* _Problem_: Filter the data below for the string "name" and copy each matching line.

* _Available data_:
//! pain.009 MandateInitiationRequest.

use super::{
    add_group_header, dialect, finish, message_root, open, read_group_header, start, SequenceType, DEFAULT_CURRENCY,
};
use crate::error::{Error, Result};
use crate::iso20022::blocks::{self, Dialect};
use crate::iso20022::common::{
    format_date, validate_amount, validate_max35, validate_not_empty, validate_optional_max35, GroupHeader,
};
use crate::iso20022::{PainType, PainVersion};
use crate::types::{Account, Amount, FinancialInstitution, Party};
use crate::xml::{Element, XmlBuilder, XmlDocument};
use chrono::NaiveDate;

/// A direct debit mandate (`Mndt`).
#[derive(Debug, Clone, PartialEq, Eq)]
pub struct Mandate {
    /// Only written by the 2019 and later schemas.
    pub mandate_id: Option<String>,
    pub mandate_request_id: String,
    pub service_level: Option<String>,
    pub local_instrument: Option<String>,
    pub sequence_type: Option<SequenceType>,
    /// `Frqcy`, e.g. `MNTH`, `YEAR`.
    pub frequency: Option<String>,
    pub first_collection_date: Option<NaiveDate>,
    pub final_collection_date: Option<NaiveDate>,
    pub collection_amount: Option<Amount>,
    pub maximum_amount: Option<Amount>,
    /// Only written by the 2019 and later schemas.
    pub creditor_scheme_id: Option<String>,
    pub creditor: Party,
    pub creditor_account: Option<Account>,
    pub creditor_agent: Option<FinancialInstitution>,
    pub debtor: Party,
    pub debtor_account: Option<Account>,
    pub debtor_agent: Option<FinancialInstitution>,
}

impl Mandate {
    pub fn new(mandate_request_id: impl Into<String>, creditor: Party, debtor: Party) -> Self {
        Self {
            mandate_id: None,
            mandate_request_id: mandate_request_id.into(),
            service_level: None,
            local_instrument: None,
            sequence_type: None,
            frequency: None,
            first_collection_date: None,
            final_collection_date: None,
            collection_amount: None,
            maximum_amount: None,
            creditor_scheme_id: None,
            creditor,
            creditor_account: None,
            creditor_agent: None,
            debtor,
            debtor_account: None,
            debtor_agent: None,
        }
    }

    fn has_occurrences(&self) -> bool {
        self.sequence_type.is_some()
            || self.frequency.is_some()
            || self.first_collection_date.is_some()
            || self.final_collection_date.is_some()
    }
}

#[derive(Debug, Clone, PartialEq, Eq)]
pub struct Pain009Document {
    pub group_header: GroupHeader,
    pub mandates: Vec<Mandate>,
}

impl Pain009Document {
    pub fn new(group_header: GroupHeader) -> Self {
        Self {
            group_header,
            mandates: Vec::new(),
        }
    }

    pub fn with_mandate(&self, mandate: Mandate) -> Self {
        let mut doc = self.clone();
        doc.mandates.push(mandate);
        doc
    }

    pub fn to_xml(&self, version: PainVersion) -> Result<String> {
        let dialect = dialect(version);
        let mut b = start(PainType::Pain009, version)?;
        add_group_header(&mut b, &self.group_header, None, dialect);
        for mandate in &self.mandates {
            add_mandate(&mut b, mandate, dialect);
        }
        finish(b)
    }

    pub fn from_xml(xml: &str) -> Result<Self> {
        let doc = open(xml, PainType::Pain009)?;
        let root = message_root(&doc, PainType::Pain009)?;
        Ok(Self {
            group_header: read_group_header(&doc, root)?,
            mandates: blocks::children(&doc, root, "Mndt")?
                .into_iter()
                .map(|el| read_mandate(&doc, el))
                .collect::<Result<Vec<_>>>()?,
        })
    }

    pub fn validate(&self) -> Result<()> {
        self.group_header.validate()?;
        if self.mandates.is_empty() {
            return Err(Error::validation("Mndt", "at least one is required"));
        }
        for mandate in &self.mandates {
            validate_max35("MndtReqId", &mandate.mandate_request_id)?;
            validate_optional_max35("MndtId", mandate.mandate_id.as_deref())?;
            validate_not_empty("Cdtr/Nm", mandate.creditor.name.as_deref())?;
            validate_not_empty("Dbtr/Nm", mandate.debtor.name.as_deref())?;
            for (field, amount) in [("ColltnAmt", &mandate.collection_amount), ("MaxAmt", &mandate.maximum_amount)] {
                if let Some(amount) = amount {
                    validate_amount(field, amount)?;
                }
            }
        }
        Ok(())
    }
}

xml_io!(Pain009Document, PainVersion);

fn add_mandate(b: &mut XmlBuilder, mandate: &Mandate, dialect: Dialect) {
    // MndtId and CdtrSchmeId are not part of the 2009 mandate schema
    let current = dialect == Dialect::CURRENT;
    b.add_element("Mndt");
    if current {
        b.add_optional_child("MndtId", mandate.mandate_id.as_deref());
    }
    b.add_child("MndtReqId", &mandate.mandate_request_id);
    if mandate.service_level.is_some() || mandate.local_instrument.is_some() {
        b.add_element("Tp");
        if let Some(level) = &mandate.service_level {
            b.add_element("SvcLvl").add_child("Cd", level).end();
        }
        if let Some(instrument) = &mandate.local_instrument {
            b.add_element("LclInstrm").add_child("Cd", instrument).end();
        }
        b.end();
    }
    if mandate.has_occurrences() {
        b.add_element("Ocrncs");
        b.add_optional_child("SeqTp", mandate.sequence_type.map(|s| s.code()));
        if let Some(frequency) = &mandate.frequency {
            if current {
                b.add_element("Frqcy").add_child("Tp", frequency).end();
            } else {
                b.add_child("Frqcy", frequency);
            }
        }
        if let Some(date) = &mandate.first_collection_date {
            b.add_child("FrstColltnDt", &format_date(date));
        }
        if let Some(date) = &mandate.final_collection_date {
            b.add_child("FnlColltnDt", &format_date(date));
        }
        b.end();
    }
    blocks::add_optional_amount(b, "ColltnAmt", mandate.collection_amount.as_ref());
    blocks::add_optional_amount(b, "MaxAmt", mandate.maximum_amount.as_ref());
    if current {
        if let Some(id) = &mandate.creditor_scheme_id {
            blocks::add_creditor_scheme_id(b, id);
        }
    }
    blocks::add_party(b, "Cdtr", &mandate.creditor, dialect);
    if let Some(account) = &mandate.creditor_account {
        blocks::add_account(b, "CdtrAcct", account);
    }
    if let Some(agent) = &mandate.creditor_agent {
        blocks::add_agent(b, "CdtrAgt", Some(agent), dialect);
    }
    blocks::add_party(b, "Dbtr", &mandate.debtor, dialect);
    if let Some(account) = &mandate.debtor_account {
        blocks::add_account(b, "DbtrAcct", account);
    }
    blocks::add_agent(b, "DbtrAgt", mandate.debtor_agent.as_ref(), dialect);
    b.end();
}

fn read_mandate(doc: &XmlDocument, el: &Element) -> Result<Mandate> {
    let sequence_type = blocks::text(doc, el, "Ocrncs/SeqTp")?
        .map(|code| SequenceType::from_code(&code))
        .transpose()?;
    Ok(Mandate {
        mandate_id: blocks::text(doc, el, "MndtId")?,
        mandate_request_id: blocks::required_text(doc, el, "MndtReqId")?,
        service_level: blocks::text(doc, el, "Tp/SvcLvl/Cd")?,
        local_instrument: blocks::text(doc, el, "Tp/LclInstrm/Cd")?,
        sequence_type,
        frequency: blocks::text_with_fallback(doc, el, &["Ocrncs/Frqcy/Tp", "Ocrncs/Frqcy"])?,
        first_collection_date: blocks::optional_date(doc, el, &["Ocrncs/FrstColltnDt"])?,
        final_collection_date: blocks::optional_date(doc, el, &["Ocrncs/FnlColltnDt"])?,
        collection_amount: blocks::optional_amount(doc, el, "ColltnAmt", DEFAULT_CURRENCY)?,
        maximum_amount: blocks::optional_amount(doc, el, "MaxAmt", DEFAULT_CURRENCY)?,
        creditor_scheme_id: blocks::read_creditor_scheme_id(doc, el)?,
        creditor: blocks::read_optional_party(doc, el, "Cdtr")?.unwrap_or_default(),
        creditor_account: blocks::read_optional_account(doc, el, "CdtrAcct")?,
        creditor_agent: blocks::read_agent(doc, el, "CdtrAgt")?,
        debtor: blocks::read_optional_party(doc, el, "Dbtr")?.unwrap_or_default(),
        debtor_account: blocks::read_optional_account(doc, el, "DbtrAcct")?,
        debtor_agent: blocks::read_agent(doc, el, "DbtrAgt")?,
    })
}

* _Task output_:
            validate_not_empty("Cdtr/Nm", mandate.creditor.name.as_deref())?;
            validate_not_empty("Dbtr/Nm", mandate.debtor.name.as_deref())?;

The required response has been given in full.